Gra miejska „Śladami Niepodległej”, której współorganizatorem jest Związek Harcerstwa Rzeczypospolitej Lublin, towarzyszy nam już drugi rok, ciesząc się dużą popularnością wśród mieszkańców miasta. Harcerze z 12. Lubelskiej Drużyny Harcerzy „Bractwo” im. braci herbu Sulima koordynują przebieg gry, dając kilkuset uczestnikom możliwość zmierzenia się z wieloma historycznymi wyzwaniami. Uciekanie przed pruskim patrolem, odczytywanie rosyjskiej depeszy czy odgadywanie polskich pieśni patriotycznych to zadania, które czekają na trasie gry.

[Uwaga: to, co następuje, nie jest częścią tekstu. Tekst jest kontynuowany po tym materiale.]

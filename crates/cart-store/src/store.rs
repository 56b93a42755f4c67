use std::collections::HashSet;

use async_trait::async_trait;

use crate::{
    Cart, CartId, CartItem, CartItemId, MAX_LINE_QUANTITY, Money, OwnerId, ProductId, Result,
    Version,
};

/// A set of changes to one cart that must be applied all together or not at all.
///
/// The store derives the new item order itself: cleared items go first,
/// deleted ids are dropped, and upserted lines that are new to the cart are
/// appended in the order given.
#[derive(Debug, Clone)]
pub struct CartChangeset {
    /// The cart being changed.
    pub cart_id: CartId,

    /// Version the changeset was computed against. The commit fails with
    /// `ConcurrencyConflict` when the stored cart has moved on.
    pub expected_version: Version,

    /// New running total of the cart.
    pub total_price: Money,

    /// Removes every existing line before applying deletes and upserts.
    pub clear_items: bool,

    /// Lines to insert or overwrite (matched by item id).
    pub upserts: Vec<CartItem>,

    /// Lines to delete.
    pub deletes: Vec<CartItemId>,
}

impl CartChangeset {
    /// Starts a changeset against the given cart state, keeping its total.
    pub fn for_cart(cart: &Cart) -> Self {
        Self {
            cart_id: cart.id,
            expected_version: cart.version,
            total_price: cart.total_price,
            clear_items: false,
            upserts: Vec::new(),
            deletes: Vec::new(),
        }
    }

    /// Sets the new total.
    pub fn total_price(mut self, total: Money) -> Self {
        self.total_price = total;
        self
    }

    /// Wipes all existing lines first.
    pub fn clear_items(mut self) -> Self {
        self.clear_items = true;
        self
    }

    /// Inserts or overwrites a line.
    pub fn upsert(mut self, item: CartItem) -> Self {
        self.upserts.push(item);
        self
    }

    /// Deletes a line.
    pub fn delete(mut self, item_id: CartItemId) -> Self {
        self.deletes.push(item_id);
        self
    }
}

/// Core trait for cart persistence.
///
/// All operations are keyed and single-record atomic, except
/// [`CartStore::commit`], which applies a whole [`CartChangeset`] atomically.
/// All implementations must be thread-safe (Send + Sync).
#[async_trait]
pub trait CartStore: Send + Sync {
    /// Retrieves a cart by id.
    async fn get(&self, cart_id: CartId) -> Result<Option<Cart>>;

    /// Retrieves the cart owned by a principal.
    async fn get_by_owner(&self, owner_id: OwnerId) -> Result<Option<Cart>>;

    /// Retrieves every cart.
    async fn list(&self) -> Result<Vec<Cart>>;

    /// Inserts a new cart or overwrites the row of an existing one.
    ///
    /// Fails with `DuplicateOwner` if another cart already belongs to the owner.
    async fn save(&self, cart: Cart) -> Result<Cart>;

    /// Retrieves the lines of a cart in insertion order.
    async fn get_items(&self, cart_id: CartId) -> Result<Vec<CartItem>>;

    /// Inserts or overwrites a single line.
    ///
    /// Fails with `DuplicateItem` if a different line already holds the product.
    async fn upsert_item(&self, item: CartItem) -> Result<()>;

    /// Deletes a single line. Returns false if it did not exist.
    async fn delete_item(&self, item_id: CartItemId) -> Result<bool>;

    /// Deletes every line of a cart. Returns the number of lines removed.
    async fn delete_all_items(&self, cart_id: CartId) -> Result<u64>;

    /// Retrieves every line, across all carts, that references a product.
    async fn find_items_by_product(&self, product_id: &ProductId) -> Result<Vec<CartItem>>;

    /// Retrieves every cart holding a line for a product.
    async fn find_carts_by_product(&self, product_id: &ProductId) -> Result<Vec<Cart>>;

    /// Applies a changeset atomically and returns the committed cart.
    ///
    /// Either the new total and every line change become visible together,
    /// or nothing changes.
    async fn commit(&self, changeset: CartChangeset) -> Result<Cart>;
}

/// Extension trait providing convenience methods for cart stores.
#[async_trait]
pub trait CartStoreExt: CartStore {
    /// Finds the line holding a product in a cart.
    async fn find_item(&self, cart_id: CartId, product_id: &ProductId) -> Result<Option<CartItem>> {
        let items = self.get_items(cart_id).await?;
        Ok(items.into_iter().find(|i| &i.product_id == product_id))
    }

    /// Loads a cart together with its lines.
    async fn load_with_items(&self, cart_id: CartId) -> Result<Option<(Cart, Vec<CartItem>)>> {
        match self.get(cart_id).await? {
            Some(cart) => {
                let items = self.get_items(cart_id).await?;
                Ok(Some((cart, items)))
            }
            None => Ok(None),
        }
    }
}

// Blanket implementation for all CartStore implementations
impl<T: CartStore + ?Sized> CartStoreExt for T {}

/// Error returned when a changeset is malformed.
#[derive(Debug, Clone)]
pub struct ChangesetValidationError {
    pub message: String,
}

impl std::fmt::Display for ChangesetValidationError {
    fn fmt(&self, f: &mut std::fmt::Formatter<'_>) -> std::fmt::Result {
        write!(f, "Changeset validation error: {}", self.message)
    }
}

impl std::error::Error for ChangesetValidationError {}

/// Validates a changeset before it is committed.
pub fn validate_changeset(
    changeset: &CartChangeset,
) -> std::result::Result<(), ChangesetValidationError> {
    if changeset.total_price.is_negative() {
        return Err(ChangesetValidationError {
            message: format!("Cart total cannot be negative: {}", changeset.total_price),
        });
    }

    let mut products = HashSet::new();
    for item in &changeset.upserts {
        if item.cart_id != changeset.cart_id {
            return Err(ChangesetValidationError {
                message: format!(
                    "Line {} belongs to cart {}, not {}",
                    item.id, item.cart_id, changeset.cart_id
                ),
            });
        }
        if item.quantity == 0 {
            return Err(ChangesetValidationError {
                message: format!("Line for product {} has zero quantity", item.product_id),
            });
        }
        if item.quantity > MAX_LINE_QUANTITY {
            return Err(ChangesetValidationError {
                message: format!(
                    "Line for product {} has quantity {}, above the maximum of {MAX_LINE_QUANTITY}",
                    item.product_id, item.quantity
                ),
            });
        }
        if item.line_total().is_none() {
            return Err(ChangesetValidationError {
                message: format!("Line total for product {} is out of range", item.product_id),
            });
        }
        if !products.insert(&item.product_id) {
            return Err(ChangesetValidationError {
                message: format!("Product {} appears twice in one changeset", item.product_id),
            });
        }
    }

    if changeset
        .upserts
        .iter()
        .any(|item| changeset.deletes.contains(&item.id))
    {
        return Err(ChangesetValidationError {
            message: "A line cannot be upserted and deleted in one changeset".to_string(),
        });
    }

    Ok(())
}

Przygotowaniem do naszego listopadowego święta był cykl przedstawień IPN „Historia Wiktorii i Franka”, który w ostatnich dniach odbył się w szkołach Lublina i regionu. Ponad 2000 uczniów poznało teatralną opowieść o odwadze i determinacji, które zjednoczyły naród polski przeciwko komunizmowi. Spektakl ukazuje dzieje powstania ruchu „Solidarności” oczami dwójki dziesięciolatków żyjących w różnych epokach historycznych. Wiktoria żyje w 1981 r. w Gdańsku, a Franek, przenosi się z XXI wieku w czasy „Solidarności”. Podróż w czasie pozwala mu bezpośrednio doświadczyć wielkiej historii. Przedstawienie ukazuje epizody z życia codziennego w PRL, a przy tym humor, którym Polacy bronili się przed opresyjną rzeczywistością tamtych czasów.
Zmagania o odzyskanie niepodległości i suwerenności w historii Polski przybierały różne formy: walki zbrojnej, pracy organizacyjnej, aktywności politycznej, ekonomicznej i kulturalnej. Ich cechą wspólną była zawsze potrzeba wolności, zakorzeniona w naszej tożsamości i będąca jednym z głównych fundamentów wspólnoty Polaków.